**Your goal**
Your answer should be a single number: how many lines in the data below hold the string "unwrap".

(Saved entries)
▼▼▼

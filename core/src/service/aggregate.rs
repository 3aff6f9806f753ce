use log::debug;

use crate::model::entry::ChargingLogEntry;
use crate::service::dto::{UsageSummary, UserSummary};

/// Per-user totals over whatever subset it is handed.
///
/// Every registered user gets a row, zero-valued if absent from `entries`.
/// The grand total covers all of `entries`, including names that are no
/// longer registered.
pub fn aggregate(entries: &[ChargingLogEntry], users: &[String]) -> UsageSummary {
    let grand_total: f64 = entries.iter().map(|e| e.duration).sum();

    let per_user = users
        .iter()
        .map(|name| {
            let (total_hours, session_count) = entries
                .iter()
                .filter(|e| &e.user == name)
                .fold((0.0, 0), |(hours, count), e| (hours + e.duration, count + 1));
            let percentage = if grand_total > 0.0 {
                total_hours / grand_total * 100.0
            } else {
                0.0
            };
            UserSummary {
                name: name.clone(),
                total_hours,
                percentage,
                session_count,
            }
        })
        .collect();

    debug!("aggregated {} entries, {:.2}h total", entries.len(), grand_total);
    UsageSummary { per_user, grand_total }
}

#[cfg(test)]
mod tests {
    use super::*;
    use chrono::{NaiveDate, Utc};

    const EPS: f64 = 1e-9;

    fn log(user: &str, date: &str, duration: f64) -> ChargingLogEntry {
        ChargingLogEntry {
            id: 0,
            user: user.to_string(),
            date: NaiveDate::parse_from_str(date, "%Y-%m-%d").unwrap(),
            duration,
            created_at: Utc::now(),
        }
    }

    fn users(names: &[&str]) -> Vec<String> {
        names.iter().map(|n| n.to_string()).collect()
    }

    #[test]
    fn test_june_example() {
        let entries = vec![
            log("Gal", "2025-06-25", 2.5),
            log("Guy", "2025-06-24", 1.5),
            log("Other", "2025-06-23", 3.0),
        ];
        let summary = aggregate(&entries, &users(&["Gal", "Guy", "Other"]));

        assert!((summary.grand_total - 7.0).abs() < EPS);
        assert!((summary.user("Gal").unwrap().percentage - 35.714).abs() < 0.01);
        assert!((summary.user("Guy").unwrap().percentage - 21.428).abs() < 0.01);
        assert!((summary.user("Other").unwrap().percentage - 42.857).abs() < 0.01);

        let total: f64 = summary.per_user.iter().map(|u| u.total_hours).sum();
        assert!((total - summary.grand_total).abs() < EPS);
        let pct: f64 = summary.per_user.iter().map(|u| u.percentage).sum();
        assert!((pct - 100.0).abs() < EPS);
    }

    #[test]
    fn test_zero_users_are_listed() {
        let entries = vec![log("Gal", "2025-06-25", 2.5)];
        let summary = aggregate(&entries, &users(&["Gal", "Guy"]));
        assert_eq!(summary.per_user.len(), 2);
        let guy = summary.user("Guy").unwrap();
        assert_eq!(guy.total_hours, 0.0);
        assert_eq!(guy.percentage, 0.0);
        assert_eq!(guy.session_count, 0);
        assert_eq!(summary.user("Gal").unwrap().percentage, 100.0);
    }

    #[test]
    fn test_empty_input_has_zero_percentages() {
        let summary = aggregate(&[], &users(&["Gal", "Guy"]));
        assert_eq!(summary.grand_total, 0.0);
        assert!(summary.per_user.iter().all(|u| u.percentage == 0.0 && !u.percentage.is_nan()));
    }

    #[test]
    fn test_session_counts() {
        let entries = vec![
            log("Gal", "2025-06-25", 2.5),
            log("Gal", "2025-06-26", 1.0),
            log("Guy", "2025-06-24", 1.5),
        ];
        let gal = aggregate(&entries, &users(&["Gal", "Guy"])).user("Gal").cloned().unwrap();
        assert!((gal.total_hours - 3.5).abs() < EPS);
        assert_eq!(gal.session_count, 2);
    }

    #[test]
    fn test_percentages_stay_in_bounds() {
        let entries = vec![
            log("Gal", "2025-06-25", 0.1),
            log("Guy", "2025-06-24", 24.0),
            log("Gone", "2025-06-24", 5.0),
        ];
        let summary = aggregate(&entries, &users(&["Gal", "Guy"]));
        assert!(summary.per_user.iter().all(|u| (0.0..=100.0).contains(&u.percentage)));
    }
}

▲▲▲

**Answer area**
7